- 19°15′19″S 146°48′47″E﻿ / ﻿19.2553°S 146.8131°E
- Location: Stanton Hill, North Ward, City of Townsville, Queensland, Australia

History
- Design period: 1870s - 1890s (late 19th century)
- Built: 1891

Site notes
- Architect: Robert Hoggan

Queensland Heritage Register
- Official name: Townsville Astronomical Trigonometrical Station, Townsville Observatory
- Type: state heritage (built)
- Designated: 21 October 1992
- Reference no.: 600926
- Significant period: 1891 (fabric)

= Townsville Astronomical Trigonometrical Station =

Townsville Astronomical Trigonometrical Station is a heritage-listed triangulation station at Stanton Hill, North Ward, City of Townsville, Queensland, Australia. It was designed by Robert Hoggan and built in 1891. It is also known as Townsville Observatory. It was added to the Queensland Heritage Register on 21 October 1992.

== History ==
In 1891 an astronomical observatory and trigonometrical (trig) station were constructed at the top of Stanton Hill in Townsville, to the design of government surveyor and astronomer Robert Hoggan. The observatory no longer survives, but the concrete trig station remains.

In the late 19th century, trig stations were erected in most of the principal towns of Queensland, as part of the first attempt to map Queensland on a large scale using common data. Despite the passage of years this data remains important because of its comparative value for modern surveyors. Most of the Queensland trig stations were timber posts, only remnants of which survive, erected to support a theodolite which measured vertical and horizontal lines. At Townsville and Thursday Island, concrete pillars rather than timber posts were erected, and these have survived largely because of their more substantial construction.

Although surveyors no longer need to use the Townsville trig station, it is still in a serviceable condition.

== Description ==
The Townsville Astronomical Trigonometrical Station is situated on the northern boundary of a home units complex which occupies the summit of Stanton Hill.

It is constructed of concrete and is cone shaped. The pillar stands 1.5 m high by 0.3 m in diameter with three holes in the top, which supported the theodolite.
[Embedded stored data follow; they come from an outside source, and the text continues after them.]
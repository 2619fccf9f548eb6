use anyhow::{Context, Result};
use std::fmt;

pub const MAX_RANK: u8 = 13;
pub const MAX_SUIT: u8 = 4;
pub const MAX_CARD: u8 = MAX_SUIT * MAX_RANK;

const SUITS: [char; MAX_SUIT as usize] = ['♥', '♦', '♣', '♠'];
const RANKS: [char; MAX_RANK as usize] = [
    'A', '2', '3', '4', '5', '6', '7', '8', '9', 'T', 'J', 'Q', 'K',
];

#[derive(Debug, Clone, Copy, PartialEq, Eq, Hash, PartialOrd, Ord)]
pub enum Suit {
    Hearts,
    Diamonds,
    Clubs,
    Spades,
}

impl Suit {
    /// Deck-building order, also the order of the foundations.
    pub const ALL: [Suit; MAX_SUIT as usize] =
        [Suit::Hearts, Suit::Diamonds, Suit::Clubs, Suit::Spades];

    pub fn index(self) -> usize {
        self as usize
    }

    pub fn color(self) -> Color {
        match self {
            Suit::Hearts | Suit::Diamonds => Color::Red,
            Suit::Clubs | Suit::Spades => Color::Black,
        }
    }

    pub fn symbol(self) -> char {
        SUITS[self.index()]
    }
}

#[derive(Debug, Clone, Copy, PartialEq, Eq, Hash)]
pub enum Color {
    Red,
    Black,
}

/// A playing card. The identity (`id`) never changes, only its visibility does.
#[derive(Debug, Clone, Copy, PartialEq, Eq, Hash)]
pub struct Card {
    id: u8,
    pub face_up: bool,
}

impl Card {
    pub fn new_with_id(id: u8) -> Self {
        debug_assert!(id < MAX_CARD, "card id out of range: {id}");
        Self { id, face_up: false }
    }

    /// `rank` is zero based: 0 is the Ace, 12 the King.
    pub fn new_with_rank_suit(rank: u8, suit: Suit) -> Self {
        Self::new_with_id(suit.index() as u8 * MAX_RANK + rank)
    }

    pub fn parse(rank: char, suit: char) -> Result<Self> {
        let rank_idx = RANKS
            .iter()
            .position(|&r| r == rank)
            .with_context(|| format!("Invalid rank at card {rank}{suit}"))?;
        let suit_idx = SUITS
            .iter()
            .position(|&s| s == suit)
            .with_context(|| format!("Invalid suit at card {rank}{suit}"))?;
        Ok(Card::new_with_rank_suit(rank_idx as u8, Suit::ALL[suit_idx]))
    }

    pub fn face_up(mut self) -> Self {
        self.face_up = true;
        self
    }

    pub fn id(&self) -> u8 {
        self.id
    }

    /// Zero based rank, used for all rank arithmetic.
    pub fn rank(&self) -> u8 {
        self.id % MAX_RANK
    }

    /// Numeric rank as printed on the card, 1 (Ace) to 13 (King).
    pub fn value(&self) -> u8 {
        self.rank() + 1
    }

    pub fn suit(&self) -> Suit {
        Suit::ALL[(self.id / MAX_RANK) as usize]
    }

    pub fn color(&self) -> Color {
        self.suit().color()
    }

    pub fn is_ace(&self) -> bool {
        self.rank() == 0
    }

    pub fn is_king(&self) -> bool {
        self.rank() == MAX_RANK - 1
    }

    pub fn same_card(&self, other: &Card) -> bool {
        self.id == other.id
    }

    /// Two character form used by the board text format, e.g. `T♥`.
    pub fn pretty_print(&self) -> String {
        format!("{}{}", RANKS[self.rank() as usize], self.suit().symbol())
    }
}

/// Human readable form, e.g. `10♥`.
impl fmt::Display for Card {
    fn fmt(&self, f: &mut fmt::Formatter<'_>) -> fmt::Result {
        match self.rank() {
            9 => write!(f, "10{}", self.suit().symbol()),
            rank => write!(f, "{}{}", RANKS[rank as usize], self.suit().symbol()),
        }
    }
}

#[cfg(test)]
mod tests {
    use super::*;

    #[test]
    fn test_card_identity() {
        let card = Card::parse('T', '♦').unwrap();
        assert_eq!(card.suit(), Suit::Diamonds);
        assert_eq!(card.value(), 10);
        assert_eq!(card.color(), Color::Red);
        assert!(!card.face_up);
        assert_eq!(card.pretty_print(), "T♦");
        assert_eq!(card.to_string(), "10♦");

        let king = Card::new_with_rank_suit(12, Suit::Spades);
        assert!(king.is_king());
        assert_eq!(king.color(), Color::Black);
        assert_eq!(king.id(), 51);
        assert!(king.same_card(&king.face_up()));
    }

    #[test]
    fn test_parse_invalid_card() {
        assert!(Card::parse('1', '♥').is_err());
        assert!(Card::parse('A', 'x').is_err());
    }
}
A paved area and gardens surround the trig station.

== Heritage listing ==
Townsville Astronomical Trigonometrical Station was listed on the Queensland Heritage Register on 21 October 1992 having satisfied the following criteria.

The place is important in demonstrating the evolution or pattern of Queensland's history.

The Townsville Astronomical Trigonometrical Station, erected in 1891, is significant for its historical role in land surveying in Queensland, and typologically, as one of only two concrete astronomical trig stations constructed in Queensland in the 19th century.

The place demonstrates rare, uncommon or endangered aspects of Queensland's cultural heritage.

The Townsville Astronomical Trigonometrical Station, erected in 1891, is significant for its historical role in land surveying in Queensland, and typologically, as one of only two concrete astronomical trig stations constructed in Queensland in the 19th century. As one of only two surviving Queensland 19th century trig stations, the other being at Thursday Island, the place has rarity value.

The place is important in demonstrating the principal characteristics of a particular class of cultural places.

The Townsville Astronomical Trigonometrical Station, erected in 1891, is significant for its historical role in land surveying in Queensland, and typologically, as one of only two concrete astronomical trig stations constructed in Queensland in the 19th century.